Would you print the material exactly, starting at its first line and ending at the line holding "unless configured otherwise"?

- Opening Delimiter -

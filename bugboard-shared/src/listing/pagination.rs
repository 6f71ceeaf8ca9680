/// Page arithmetic for list views
///
/// Out-of-range requests never fail: pages below 1 land on the first page,
/// pages past the end land on the last one, and an empty list still has one
/// (empty) page.

use serde::{Deserialize, Serialize};

/// Items per page unless configured otherwise
pub const DEFAULT_PAGE_SIZE: i64 = 10;

/// Number of page links shown around the current page
pub const PAGE_WINDOW: i64 = 8;

/// Requested page
#[derive(Debug, Clone, Copy, PartialEq, Eq, Serialize, Deserialize)]
pub enum PageNumber {
    Number(i64),
    Last,
}

impl Default for PageNumber {
    fn default() -> Self {
        PageNumber::Number(1)
    }
}

impl PageNumber {
    /// Parses a `page` query value; `last` selects the final page and
    /// anything unparseable selects the first
    pub fn parse(raw: Option<&str>) -> Self {
        match raw.map(str::trim) {
            Some("last") => PageNumber::Last,
            Some(value) => value.parse().map(PageNumber::Number).unwrap_or_default(),
            None => PageNumber::default(),
        }
    }
}

/// Pagination metadata returned next to every page
#[derive(Debug, Clone, PartialEq, Eq, Serialize, Deserialize)]
pub struct PageMeta {
    pub page: i64,
    pub per_page: i64,
    pub total_items: i64,
    pub total_pages: i64,
    pub previous_page: Option<i64>,
    pub next_page: Option<i64>,
    /// Up to eight page numbers around the current page
    pub page_range: Vec<i64>,
}

impl PageMeta {
    pub fn new(requested: PageNumber, per_page: i64, total_items: i64) -> Self {
        let per_page = per_page.max(1);
        let total_items = total_items.max(0);
        let total_pages = ((total_items + per_page - 1) / per_page).max(1);

        let page = match requested {
            PageNumber::Number(n) => n.clamp(1, total_pages),
            PageNumber::Last => total_pages,
        };

        Self {
            page,
            per_page,
            total_items,
            total_pages,
            previous_page: (page > 1).then(|| page - 1),
            next_page: (page < total_pages).then(|| page + 1),
            page_range: page_window(page, total_pages),
        }
    }

    /// Row offset of the first item on this page
    pub fn offset(&self) -> i64 {
        (self.page - 1) * self.per_page
    }

    pub fn has_other_pages(&self) -> bool {
        self.total_pages > 1
    }
}

/// Pages `[page - 4, page + 3]`, shifted to stay inside `[1, total_pages]`
pub fn page_window(page: i64, total_pages: i64) -> Vec<i64> {
    let half = PAGE_WINDOW / 2;
    let start = (page - half).min(total_pages - PAGE_WINDOW + 1).max(1);
    let end = (start + PAGE_WINDOW - 1).min(total_pages);
    (start..=end).collect()
}

/// One page of results
#[derive(Debug, Clone, Serialize, Deserialize)]
pub struct Page<T> {
    pub items: Vec<T>,
    #[serde(flatten)]
    pub meta: PageMeta,
}

impl<T> Page<T> {
    pub fn map<U>(self, f: impl FnMut(T) -> U) -> Page<U> {
        Page {
            items: self.items.into_iter().map(f).collect(),
            meta: self.meta,
        }
    }
}

#[cfg(test)]
mod tests {
    use super::*;

    #[test]
    fn test_parse_page_number() {
        assert_eq!(PageNumber::parse(None), PageNumber::Number(1));
        assert_eq!(PageNumber::parse(Some("3")), PageNumber::Number(3));
        assert_eq!(PageNumber::parse(Some("last")), PageNumber::Last);
        assert_eq!(PageNumber::parse(Some("abc")), PageNumber::Number(1));
        assert_eq!(PageNumber::parse(Some("-2")), PageNumber::Number(-2));
    }

    #[test]
    fn test_empty_list_has_one_page() {
        let meta = PageMeta::new(PageNumber::Number(5), 10, 0);
        assert_eq!(meta.page, 1);
        assert_eq!(meta.total_pages, 1);
        assert_eq!(meta.page_range, vec![1]);
        assert_eq!(meta.offset(), 0);
        assert!(meta.previous_page.is_none() && meta.next_page.is_none());
        assert!(!meta.has_other_pages());
    }

    #[test]
    fn test_out_of_range_pages_clamp() {
        let meta = PageMeta::new(PageNumber::Number(0), 10, 50);
        assert_eq!(meta.page, 1);

        let meta = PageMeta::new(PageNumber::Number(99), 10, 50);
        assert_eq!(meta.page, 5);
        assert_eq!(meta.offset(), 40);
        assert_eq!(meta.next_page, None);
        assert_eq!(meta.previous_page, Some(4));

        let meta = PageMeta::new(PageNumber::Last, 10, 51);
        assert_eq!(meta.page, 6);
        assert_eq!(meta.total_pages, 6);
    }

    #[test]
    fn test_page_window() {
        assert_eq!(page_window(1, 5), vec![1, 2, 3, 4, 5]);
        assert_eq!(page_window(1, 20), (1..=8).collect::<Vec<_>>());
        assert_eq!(page_window(10, 20), (6..=13).collect::<Vec<_>>());
        assert_eq!(page_window(20, 20), (13..=20).collect::<Vec<_>>());
        assert_eq!(page_window(3, 20), (1..=8).collect::<Vec<_>>());
    }

    #[test]
    fn test_map_keeps_meta() {
        let page = Page {
            items: vec![1, 2, 3],
            meta: PageMeta::new(PageNumber::Number(1), 10, 3),
        };
        let page = page.map(|n| n * 2);
        assert_eq!(page.items, vec![2, 4, 6]);
        assert_eq!(page.meta.total_items, 3);
    }
}
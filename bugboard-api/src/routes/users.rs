/// Public user page
///
/// `GET /v1/users/:name` shows the user with every project and issue they
/// are assigned to.

use axum::{
    extract::{Path, State},
    Json,
};
use bugboard_shared::{
    auth::authorization::Actor,
    listing::{self, UserProfileView},
};

use super::{with_sidebar, WithSidebar};
use crate::{app::AppState, error::ApiResult};

pub async fn user_profile(
    State(state): State<AppState>,
    actor: Actor,
    Path(name): Path<String>,
) -> ApiResult<Json<WithSidebar<UserProfileView>>> {
    let profile = listing::user_profile(&state.db, &name).await?;
    with_sidebar(&state.db, &actor, profile).await
}
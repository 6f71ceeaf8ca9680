/// API route handlers
///
/// This module contains all route handlers organized by resource:
///
/// - `health`: Health check endpoint
/// - `auth`: Authentication endpoints (register, login, refresh)
/// - `home`: Landing page
/// - `projects`, `issues`, `comments`: Tracker views and mutations
/// - `search`: Cross-entity search
/// - `users`: Public user pages
///
/// Read handlers answer with JSON that carries the sidebar next to the
/// view's own fields. Mutating handlers answer `303 See Other` pointing at
/// the view to show next.

pub mod auth;
pub mod comments;
pub mod health;
pub mod home;
pub mod issues;
pub mod projects;
pub mod search;
pub mod users;

use axum::Json;
use bugboard_shared::auth::authorization::Actor;
use bugboard_shared::listing::{FilterTerm, ListParams, Page, PageNumber};
use bugboard_shared::sidebar::{sidebar_context, SidebarContext};
use serde::{Deserialize, Serialize};
use sqlx::SqlitePool;
use validator::Validate;

use crate::error::{ApiError, ApiResult};

/// `?filter=&page=` query of list views
#[derive(Debug, Default, Deserialize)]
pub struct ListQuery {
    pub filter: Option<String>,
    pub page: Option<String>,
}

impl ListQuery {
    /// List parameters; an unknown `filter` is ignored
    pub fn params(&self, per_page: i64) -> ListParams {
        self.params_for(FilterTerm::parse_lenient(self.filter.as_deref()), per_page)
    }

    /// List parameters for a term given as a path segment; unknown terms are 404
    pub fn params_with_term(&self, term: &str, per_page: i64) -> ApiResult<ListParams> {
        let term: FilterTerm = term
            .parse()
            .map_err(|e: bugboard_shared::listing::filter::UnknownFilterTerm| {
                ApiError::NotFound(e.to_string())
            })?;
        Ok(self.params_for(Some(term), per_page))
    }

    fn params_for(&self, term: Option<FilterTerm>, per_page: i64) -> ListParams {
        ListParams::new(term)
            .page(PageNumber::parse(self.page.as_deref()))
            .per_page(per_page)
    }
}

/// A list page together with the term that produced it
#[derive(Debug, Serialize)]
pub struct ListResponse<T> {
    pub filter: Option<FilterTerm>,
    #[serde(flatten)]
    pub page: Page<T>,
}

/// View body with the sidebar fields merged in
#[derive(Debug, Serialize)]
pub struct WithSidebar<T> {
    #[serde(flatten)]
    pub body: T,
    #[serde(flatten)]
    pub sidebar: SidebarContext,
}

/// Wraps a view body with the actor's sidebar
pub async fn with_sidebar<T: Serialize>(
    pool: &SqlitePool,
    actor: &Actor,
    body: T,
) -> ApiResult<Json<WithSidebar<T>>> {
    let sidebar = sidebar_context(pool, actor).await?;
    Ok(Json(WithSidebar { body, sidebar }))
}

/// `{ "username": ... }` body of the member routes
#[derive(Debug, Deserialize, Validate)]
pub struct MemberRequest {
    #[validate(length(max = 64, message = "Ensure this value has at most 64 characters"))]
    pub username: String,
}

pub(crate) fn project_path(id: i64) -> String {
    format!("/v1/projects/{}", id)
}

pub(crate) fn issue_path(id: i64) -> String {
    format!("/v1/issues/{}", id)
}

pub(crate) const HOME_PATH: &str = "/v1/home";

#[cfg(test)]
mod tests {
    use super::*;

    #[test]
    fn test_list_query_params() {
        let query = ListQuery {
            filter: Some("Popular".to_string()),
            page: Some("last".to_string()),
        };
        let params = query.params(10);
        assert_eq!(params.term, Some(FilterTerm::Popular));
        assert_eq!(params.page, PageNumber::Last);

        let query = ListQuery {
            filter: Some("bogus".to_string()),
            page: Some("x".to_string()),
        };
        let params = query.params(5);
        assert_eq!(params.term, None);
        assert_eq!(params.page, PageNumber::Number(1));
        assert_eq!(params.per_page, 5);
    }

    #[test]
    fn test_path_term_must_be_known() {
        let query = ListQuery::default();
        assert_eq!(
            query.params_with_term("closed", 10).unwrap().term,
            Some(FilterTerm::Closed)
        );
        assert!(matches!(
            query.params_with_term("bogus", 10),
            Err(ApiError::NotFound(_))
        ));
    }
}
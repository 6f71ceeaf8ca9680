/// Sidebar context shown next to every list and detail view
///
/// Signed-in users see the projects and issues they are assigned to, most
/// recently modified first. Anonymous visitors see the most visited projects
/// and issues on the site.

use serde::{Deserialize, Serialize};
use sqlx::SqlitePool;

use crate::auth::authorization::Actor;
use crate::listing::{assigned_issues, assigned_projects, Ordering};
use crate::models::issue::{Issue, ISSUE_COLUMNS};
use crate::models::project::{Project, PROJECT_COLUMNS};

/// Entries per sidebar list
pub const SIDEBAR_LIMIT: i64 = 5;

#[derive(Debug, Clone, Default, Serialize, Deserialize)]
pub struct SidebarContext {
    pub project_sidebar: Vec<Project>,
    pub issue_sidebar: Vec<Issue>,
}

/// Builds the sidebar for the actor
pub async fn sidebar_context(pool: &SqlitePool, actor: &Actor) -> Result<SidebarContext, sqlx::Error> {
    match actor.name() {
        Some(name) => Ok(SidebarContext {
            project_sidebar: assigned_projects(pool, name, Some(SIDEBAR_LIMIT)).await?,
            issue_sidebar: assigned_issues(pool, name, Some(SIDEBAR_LIMIT)).await?,
        }),
        None => {
            let top = Ordering::popular().to_sql();

            let project_sidebar = sqlx::query_as::<_, Project>(&format!(
                "SELECT {PROJECT_COLUMNS} FROM projects ORDER BY {top} LIMIT ?"
            ))
            .bind(SIDEBAR_LIMIT)
            .fetch_all(pool)
            .await?;

            let issue_sidebar = sqlx::query_as::<_, Issue>(&format!(
                "SELECT {ISSUE_COLUMNS} FROM issues ORDER BY {top} LIMIT ?"
            ))
            .bind(SIDEBAR_LIMIT)
            .fetch_all(pool)
            .await?;

            Ok(SidebarContext {
                project_sidebar,
                issue_sidebar,
            })
        }
    }
}

#[cfg(test)]
mod tests {
    use super::*;
    use crate::db::memory_pool;
    use crate::models::membership::{Assignable, Membership};
    use crate::models::project::CreateProject;
    use crate::models::user::{CreateUser, User};

    async fn seed(pool: &SqlitePool, n: usize) -> Vec<Project> {
        for name in ["alice", "bob"] {
            User::create(pool, CreateUser::regular(name, format!("{name}@example.org"), "h"))
                .await
                .unwrap();
        }
        let mut out = Vec::new();
        for i in 1..=n {
            out.push(
                Project::create(
                    pool,
                    CreateProject {
                        title: format!("Project {i}"),
                        summary: "summary".into(),
                        created_by: "alice".into(),
                    },
                )
                .await
                .unwrap(),
            );
        }
        out
    }

    #[tokio::test]
    async fn test_anonymous_sidebar_is_top_five_by_visits() {
        let pool = memory_pool().await.unwrap();
        let projects = seed(&pool, 7).await;
        Project::record_visit(&pool, projects[1].id).await.unwrap();
        Project::record_visit(&pool, projects[1].id).await.unwrap();
        Project::record_visit(&pool, projects[3].id).await.unwrap();

        let sidebar = sidebar_context(&pool, &Actor::Anonymous).await.unwrap();
        let titles: Vec<_> = sidebar.project_sidebar.iter().map(|p| p.title.as_str()).collect();

        // ties fall back to newest first
        assert_eq!(
            titles,
            vec!["Project 2", "Project 4", "Project 7", "Project 6", "Project 5"]
        );
        assert!(sidebar.issue_sidebar.is_empty());
    }

    #[tokio::test]
    async fn test_user_sidebar_lists_assignments() {
        let pool = memory_pool().await.unwrap();
        let projects = seed(&pool, 3).await;
        Membership::add(&pool, Assignable::Project(projects[0].id), "bob").await.unwrap();

        let sidebar = sidebar_context(&pool, &Actor::user("bob")).await.unwrap();
        assert_eq!(sidebar.project_sidebar.len(), 1);
        assert_eq!(sidebar.project_sidebar[0].id, projects[0].id);

        let sidebar = sidebar_context(&pool, &Actor::user("alice")).await.unwrap();
        assert_eq!(sidebar.project_sidebar.len(), 3);
        assert_eq!(sidebar.project_sidebar[0].title, "Project 3");
    }
}
/// Filter terms and explicit sort orders
///
/// Every list view resolves its optional filter term to a status filter plus
/// an [`Ordering`]: a list of sort keys rendered verbatim into `ORDER BY`.
/// Each ordering ends with an `id` key so equal timestamps or counters still
/// page deterministically.
///
/// | view | term | filter | ordering |
/// |---|---|---|---|
/// | issues | `recent` | - | created desc |
/// | issues | `popular` | - | visits desc, created desc |
/// | issues | `open`/`closed` | status | default |
/// | issues | other/none | - | visits desc, created desc, status, priority |
/// | projects | `recent` | - | created desc |
/// | projects | `popular` | - | visits desc, created desc |
/// | projects | other/none | - | visits desc, created desc, title |
/// | project issues | `open`/`closed` | status | created desc |
/// | project issues | other/none | - | created desc |

use std::fmt;
use std::str::FromStr;

use serde::{Deserialize, Serialize};

use crate::models::issue::IssueStatus;

/// Filter term accepted by list views
#[derive(Debug, Clone, Copy, PartialEq, Eq, Serialize, Deserialize)]
#[serde(rename_all = "lowercase")]
pub enum FilterTerm {
    Recent,
    Popular,
    Open,
    Closed,
}

impl FilterTerm {
    pub fn as_str(&self) -> &'static str {
        match self {
            FilterTerm::Recent => "recent",
            FilterTerm::Popular => "popular",
            FilterTerm::Open => "open",
            FilterTerm::Closed => "closed",
        }
    }

    /// Parses a term, treating anything unrecognized as no term at all
    pub fn parse_lenient(raw: Option<&str>) -> Option<Self> {
        raw.and_then(|s| s.parse().ok())
    }

    /// Status the term filters on, if any
    pub fn status(&self) -> Option<IssueStatus> {
        match self {
            FilterTerm::Open => Some(IssueStatus::Open),
            FilterTerm::Closed => Some(IssueStatus::Closed),
            FilterTerm::Recent | FilterTerm::Popular => None,
        }
    }
}

impl fmt::Display for FilterTerm {
    fn fmt(&self, f: &mut fmt::Formatter<'_>) -> fmt::Result {
        f.write_str(self.as_str())
    }
}

#[derive(Debug, Clone, PartialEq, Eq, thiserror::Error)]
#[error("unknown filter term: {0}")]
pub struct UnknownFilterTerm(pub String);

impl FromStr for FilterTerm {
    type Err = UnknownFilterTerm;

    fn from_str(s: &str) -> Result<Self, Self::Err> {
        match s.trim().to_ascii_lowercase().as_str() {
            "recent" => Ok(FilterTerm::Recent),
            "popular" => Ok(FilterTerm::Popular),
            "open" => Ok(FilterTerm::Open),
            "closed" => Ok(FilterTerm::Closed),
            other => Err(UnknownFilterTerm(other.to_string())),
        }
    }
}

/// Column a list can be sorted on
#[derive(Debug, Clone, Copy, PartialEq, Eq)]
pub enum SortKey {
    Visits,
    CreatedOn,
    ModifiedOn,
    Status,
    Priority,
    Title,
    Id,
}

impl SortKey {
    fn column(&self) -> &'static str {
        match self {
            SortKey::Visits => "visits",
            SortKey::CreatedOn => "created_on",
            SortKey::ModifiedOn => "modified_on",
            SortKey::Status => "status",
            SortKey::Priority => "priority",
            SortKey::Title => "title",
            SortKey::Id => "id",
        }
    }
}

#[derive(Debug, Clone, Copy, PartialEq, Eq)]
pub enum Direction {
    Asc,
    Desc,
}

/// Ordered list of sort keys
#[derive(Debug, Clone, PartialEq, Eq)]
pub struct Ordering(Vec<(SortKey, Direction)>);

impl Ordering {
    pub fn new(keys: Vec<(SortKey, Direction)>) -> Self {
        Self(keys)
    }

    pub fn keys(&self) -> &[(SortKey, Direction)] {
        &self.0
    }

    /// Renders the `ORDER BY` body, e.g. `visits DESC, id DESC`
    pub fn to_sql(&self) -> String {
        self.0
            .iter()
            .map(|(key, direction)| {
                let dir = match direction {
                    Direction::Asc => "ASC",
                    Direction::Desc => "DESC",
                };
                format!("{} {}", key.column(), dir)
            })
            .collect::<Vec<_>>()
            .join(", ")
    }

    /// visits desc, created desc, status, priority
    pub fn issue_default() -> Self {
        use Direction::*;
        Self(vec![
            (SortKey::Visits, Desc),
            (SortKey::CreatedOn, Desc),
            (SortKey::Status, Asc),
            (SortKey::Priority, Asc),
            (SortKey::Id, Desc),
        ])
    }

    /// visits desc, created desc, title
    pub fn project_default() -> Self {
        use Direction::*;
        Self(vec![
            (SortKey::Visits, Desc),
            (SortKey::CreatedOn, Desc),
            (SortKey::Title, Asc),
            (SortKey::Id, Desc),
        ])
    }

    pub fn recent() -> Self {
        Self(vec![
            (SortKey::CreatedOn, Direction::Desc),
            (SortKey::Id, Direction::Desc),
        ])
    }

    pub fn popular() -> Self {
        Self(vec![
            (SortKey::Visits, Direction::Desc),
            (SortKey::CreatedOn, Direction::Desc),
            (SortKey::Id, Direction::Desc),
        ])
    }

    pub fn recently_modified() -> Self {
        Self(vec![
            (SortKey::ModifiedOn, Direction::Desc),
            (SortKey::Id, Direction::Desc),
        ])
    }
}

/// Resolved issue list query
#[derive(Debug, Clone, PartialEq, Eq)]
pub struct IssueFilter {
    pub project_id: Option<i64>,
    pub status: Option<IssueStatus>,
    pub ordering: Ordering,
}

impl IssueFilter {
    /// Site-wide issue list
    pub fn for_term(term: Option<FilterTerm>) -> Self {
        let (status, ordering) = match term {
            Some(FilterTerm::Recent) => (None, Ordering::recent()),
            Some(FilterTerm::Popular) => (None, Ordering::popular()),
            Some(t @ (FilterTerm::Open | FilterTerm::Closed)) => (t.status(), Ordering::issue_default()),
            None => (None, Ordering::issue_default()),
        };

        Self {
            project_id: None,
            status,
            ordering,
        }
    }

    /// Issues of one project, always newest first
    pub fn for_project(project_id: i64, term: Option<FilterTerm>) -> Self {
        Self {
            project_id: Some(project_id),
            status: term.and_then(|t| t.status()),
            ordering: Ordering::recent(),
        }
    }
}

/// Resolved project list query
#[derive(Debug, Clone, PartialEq, Eq)]
pub struct ProjectFilter {
    pub ordering: Ordering,
}

impl ProjectFilter {
    pub fn for_term(term: Option<FilterTerm>) -> Self {
        let ordering = match term {
            Some(FilterTerm::Recent) => Ordering::recent(),
            Some(FilterTerm::Popular) => Ordering::popular(),
            _ => Ordering::project_default(),
        };

        Self { ordering }
    }
}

- Closing Delimiter -

→ EXERCISE SOLUTION:
filename bugboard-shared/src/listing/pagination.rs
repository 6f71ceeaf8ca9680
/// Page arithmetic for list views
///
/// Out-of-range requests never fail: pages below 1 land on the first page,
/// pages past the end land on the last one, and an empty list still has one
/// (empty) page.

use serde::{Deserialize, Serialize};

/// Items per page unless configured otherwise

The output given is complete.